Prompt. Among the entries below, extract exactly the lines that run from the one with "let position = Position::new(column, row);" through the one with "fn label_style(&self, item: &NavItem<'_>, focused: bool)", both ends included.

● ● ●

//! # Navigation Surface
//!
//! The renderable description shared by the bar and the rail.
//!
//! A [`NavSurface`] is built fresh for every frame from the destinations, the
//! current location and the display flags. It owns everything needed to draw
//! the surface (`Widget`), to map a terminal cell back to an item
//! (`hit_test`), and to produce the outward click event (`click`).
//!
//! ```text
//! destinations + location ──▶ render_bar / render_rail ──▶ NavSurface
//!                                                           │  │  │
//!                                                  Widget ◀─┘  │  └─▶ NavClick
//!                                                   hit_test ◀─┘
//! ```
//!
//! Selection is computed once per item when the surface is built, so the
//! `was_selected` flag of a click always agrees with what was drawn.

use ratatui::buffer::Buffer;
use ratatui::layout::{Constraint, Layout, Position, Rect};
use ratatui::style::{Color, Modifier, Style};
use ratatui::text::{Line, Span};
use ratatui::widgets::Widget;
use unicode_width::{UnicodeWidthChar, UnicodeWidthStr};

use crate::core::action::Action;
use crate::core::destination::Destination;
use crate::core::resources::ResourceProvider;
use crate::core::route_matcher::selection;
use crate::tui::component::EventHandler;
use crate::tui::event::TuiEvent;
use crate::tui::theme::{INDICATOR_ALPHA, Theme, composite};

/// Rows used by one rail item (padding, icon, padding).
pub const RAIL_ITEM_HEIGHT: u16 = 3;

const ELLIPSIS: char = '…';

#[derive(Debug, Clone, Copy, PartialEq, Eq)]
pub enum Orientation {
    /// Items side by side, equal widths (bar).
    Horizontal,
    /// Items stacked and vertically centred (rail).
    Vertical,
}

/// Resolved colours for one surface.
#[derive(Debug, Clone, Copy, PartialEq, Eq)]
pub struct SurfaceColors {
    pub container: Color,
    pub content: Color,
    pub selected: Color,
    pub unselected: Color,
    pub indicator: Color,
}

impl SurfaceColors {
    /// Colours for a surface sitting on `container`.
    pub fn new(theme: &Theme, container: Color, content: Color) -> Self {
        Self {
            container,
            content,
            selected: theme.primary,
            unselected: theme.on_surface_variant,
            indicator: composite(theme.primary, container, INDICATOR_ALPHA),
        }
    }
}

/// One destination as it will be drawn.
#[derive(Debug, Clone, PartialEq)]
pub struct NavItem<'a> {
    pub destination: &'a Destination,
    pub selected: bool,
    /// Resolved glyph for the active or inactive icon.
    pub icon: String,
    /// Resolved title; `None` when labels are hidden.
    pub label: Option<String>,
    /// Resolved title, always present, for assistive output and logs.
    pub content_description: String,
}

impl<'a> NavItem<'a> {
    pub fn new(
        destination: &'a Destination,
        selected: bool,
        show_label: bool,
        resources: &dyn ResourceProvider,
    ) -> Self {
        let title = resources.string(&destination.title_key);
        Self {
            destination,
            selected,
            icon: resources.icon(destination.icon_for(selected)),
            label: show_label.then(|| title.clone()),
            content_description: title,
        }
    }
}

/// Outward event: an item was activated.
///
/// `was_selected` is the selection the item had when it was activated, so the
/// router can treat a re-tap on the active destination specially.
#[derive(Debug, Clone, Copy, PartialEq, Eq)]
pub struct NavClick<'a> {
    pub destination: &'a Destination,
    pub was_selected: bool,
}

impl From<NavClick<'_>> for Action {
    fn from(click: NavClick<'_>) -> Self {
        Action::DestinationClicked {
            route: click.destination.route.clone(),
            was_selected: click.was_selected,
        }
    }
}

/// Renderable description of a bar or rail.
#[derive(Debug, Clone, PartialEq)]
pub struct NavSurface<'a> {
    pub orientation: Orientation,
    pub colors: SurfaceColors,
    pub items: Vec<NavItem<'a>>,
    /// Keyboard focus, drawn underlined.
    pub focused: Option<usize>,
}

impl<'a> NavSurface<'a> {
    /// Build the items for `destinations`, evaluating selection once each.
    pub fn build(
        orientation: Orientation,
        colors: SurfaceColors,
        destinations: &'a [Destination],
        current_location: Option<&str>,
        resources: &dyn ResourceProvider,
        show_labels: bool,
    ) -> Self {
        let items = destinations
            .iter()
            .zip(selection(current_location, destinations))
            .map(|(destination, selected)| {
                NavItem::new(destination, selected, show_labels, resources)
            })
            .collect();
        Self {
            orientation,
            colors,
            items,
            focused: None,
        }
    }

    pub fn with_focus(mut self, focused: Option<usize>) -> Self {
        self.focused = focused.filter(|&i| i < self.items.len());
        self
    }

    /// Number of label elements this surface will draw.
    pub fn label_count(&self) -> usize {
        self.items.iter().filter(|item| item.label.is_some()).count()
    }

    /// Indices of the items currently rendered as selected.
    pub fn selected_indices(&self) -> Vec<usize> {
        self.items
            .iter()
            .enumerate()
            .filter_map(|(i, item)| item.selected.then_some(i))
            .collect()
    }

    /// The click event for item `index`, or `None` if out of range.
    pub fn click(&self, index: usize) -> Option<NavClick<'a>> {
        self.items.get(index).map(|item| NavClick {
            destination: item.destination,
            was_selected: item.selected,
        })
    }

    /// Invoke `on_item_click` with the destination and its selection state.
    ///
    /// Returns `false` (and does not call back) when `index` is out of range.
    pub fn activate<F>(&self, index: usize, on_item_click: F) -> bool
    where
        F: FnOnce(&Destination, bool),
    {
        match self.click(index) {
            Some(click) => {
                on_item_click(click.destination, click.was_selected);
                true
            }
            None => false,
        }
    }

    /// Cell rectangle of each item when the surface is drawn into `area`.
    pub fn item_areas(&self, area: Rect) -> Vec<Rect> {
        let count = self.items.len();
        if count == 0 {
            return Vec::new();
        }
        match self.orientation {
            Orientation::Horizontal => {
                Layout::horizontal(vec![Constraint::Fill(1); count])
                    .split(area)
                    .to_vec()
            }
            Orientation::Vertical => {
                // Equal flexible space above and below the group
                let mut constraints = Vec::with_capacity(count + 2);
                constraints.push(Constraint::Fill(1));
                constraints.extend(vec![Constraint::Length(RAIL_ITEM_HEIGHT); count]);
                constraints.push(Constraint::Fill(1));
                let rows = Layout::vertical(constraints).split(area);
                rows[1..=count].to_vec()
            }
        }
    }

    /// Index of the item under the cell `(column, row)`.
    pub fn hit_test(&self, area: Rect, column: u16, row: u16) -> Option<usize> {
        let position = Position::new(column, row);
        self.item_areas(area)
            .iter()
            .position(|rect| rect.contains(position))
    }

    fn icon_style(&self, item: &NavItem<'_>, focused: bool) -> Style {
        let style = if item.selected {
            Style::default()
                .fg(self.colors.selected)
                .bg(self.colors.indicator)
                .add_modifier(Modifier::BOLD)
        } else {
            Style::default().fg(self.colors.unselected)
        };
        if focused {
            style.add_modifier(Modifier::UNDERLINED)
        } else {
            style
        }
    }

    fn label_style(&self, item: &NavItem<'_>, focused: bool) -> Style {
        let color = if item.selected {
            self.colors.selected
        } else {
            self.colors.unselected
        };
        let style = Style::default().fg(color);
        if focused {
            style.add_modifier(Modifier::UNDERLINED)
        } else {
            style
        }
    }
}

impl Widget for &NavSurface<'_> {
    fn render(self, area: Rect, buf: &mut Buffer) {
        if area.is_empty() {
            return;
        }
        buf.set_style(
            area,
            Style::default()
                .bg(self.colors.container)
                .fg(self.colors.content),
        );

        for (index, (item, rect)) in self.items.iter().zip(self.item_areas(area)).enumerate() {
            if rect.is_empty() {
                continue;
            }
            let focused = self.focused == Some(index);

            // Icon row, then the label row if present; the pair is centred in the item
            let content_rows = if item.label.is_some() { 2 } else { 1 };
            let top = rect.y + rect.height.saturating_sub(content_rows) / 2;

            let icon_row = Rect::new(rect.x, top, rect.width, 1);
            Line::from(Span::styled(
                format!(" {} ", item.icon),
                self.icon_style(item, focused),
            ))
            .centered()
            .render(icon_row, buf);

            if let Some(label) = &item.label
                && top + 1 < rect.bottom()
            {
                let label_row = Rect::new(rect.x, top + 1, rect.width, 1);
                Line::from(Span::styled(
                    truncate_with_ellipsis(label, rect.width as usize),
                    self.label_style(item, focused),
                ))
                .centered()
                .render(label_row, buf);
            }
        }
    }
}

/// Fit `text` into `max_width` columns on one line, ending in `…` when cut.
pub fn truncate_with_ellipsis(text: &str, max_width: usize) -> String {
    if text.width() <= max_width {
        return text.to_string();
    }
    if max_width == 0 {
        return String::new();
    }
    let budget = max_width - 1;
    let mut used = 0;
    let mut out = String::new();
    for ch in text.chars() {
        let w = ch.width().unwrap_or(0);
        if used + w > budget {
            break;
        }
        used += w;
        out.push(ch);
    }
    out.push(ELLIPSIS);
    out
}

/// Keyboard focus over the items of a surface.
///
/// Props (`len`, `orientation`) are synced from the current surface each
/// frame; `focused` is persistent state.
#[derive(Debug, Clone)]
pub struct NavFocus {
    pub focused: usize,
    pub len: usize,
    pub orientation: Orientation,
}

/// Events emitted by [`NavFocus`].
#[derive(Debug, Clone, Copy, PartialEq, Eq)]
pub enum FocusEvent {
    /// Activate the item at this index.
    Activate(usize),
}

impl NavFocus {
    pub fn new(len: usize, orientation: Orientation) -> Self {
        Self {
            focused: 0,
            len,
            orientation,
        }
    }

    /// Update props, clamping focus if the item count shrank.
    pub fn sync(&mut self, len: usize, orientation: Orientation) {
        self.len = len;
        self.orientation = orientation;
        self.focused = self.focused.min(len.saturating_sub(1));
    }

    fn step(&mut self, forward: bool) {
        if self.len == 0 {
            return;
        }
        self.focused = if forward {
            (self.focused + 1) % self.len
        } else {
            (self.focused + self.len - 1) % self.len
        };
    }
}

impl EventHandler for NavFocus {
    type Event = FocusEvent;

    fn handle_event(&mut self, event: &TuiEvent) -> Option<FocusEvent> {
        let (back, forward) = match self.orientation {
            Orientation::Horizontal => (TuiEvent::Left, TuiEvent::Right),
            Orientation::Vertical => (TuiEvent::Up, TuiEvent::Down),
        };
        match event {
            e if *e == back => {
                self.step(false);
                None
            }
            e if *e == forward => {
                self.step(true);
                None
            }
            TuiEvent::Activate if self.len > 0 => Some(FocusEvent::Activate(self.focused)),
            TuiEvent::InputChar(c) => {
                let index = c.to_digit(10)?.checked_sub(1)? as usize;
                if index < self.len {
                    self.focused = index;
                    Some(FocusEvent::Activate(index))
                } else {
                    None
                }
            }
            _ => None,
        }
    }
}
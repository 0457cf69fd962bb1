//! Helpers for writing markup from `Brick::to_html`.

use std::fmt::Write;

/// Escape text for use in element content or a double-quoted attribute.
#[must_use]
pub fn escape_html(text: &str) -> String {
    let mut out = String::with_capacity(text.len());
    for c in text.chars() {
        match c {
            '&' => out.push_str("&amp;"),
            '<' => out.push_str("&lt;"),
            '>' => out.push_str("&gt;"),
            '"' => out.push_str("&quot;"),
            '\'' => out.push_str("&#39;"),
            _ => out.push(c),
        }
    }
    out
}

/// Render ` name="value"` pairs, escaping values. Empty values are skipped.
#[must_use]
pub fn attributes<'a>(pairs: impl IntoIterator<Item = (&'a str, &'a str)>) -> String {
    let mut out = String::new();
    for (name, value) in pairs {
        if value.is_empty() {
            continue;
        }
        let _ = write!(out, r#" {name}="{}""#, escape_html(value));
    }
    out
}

● ● ●

Reply to the exercise.
        let position = Position::new(column, row);
        self.item_areas(area)
            .iter()
            .position(|rect| rect.contains(position))
    }

    fn icon_style(&self, item: &NavItem<'_>, focused: bool) -> Style {
        let style = if item.selected {
            Style::default()
                .fg(self.colors.selected)
                .bg(self.colors.indicator)
                .add_modifier(Modifier::BOLD)
        } else {
            Style::default().fg(self.colors.unselected)
        };
        if focused {
            style.add_modifier(Modifier::UNDERLINED)
        } else {
            style
        }
    }

    fn label_style(&self, item: &NavItem<'_>, focused: bool) -> Style {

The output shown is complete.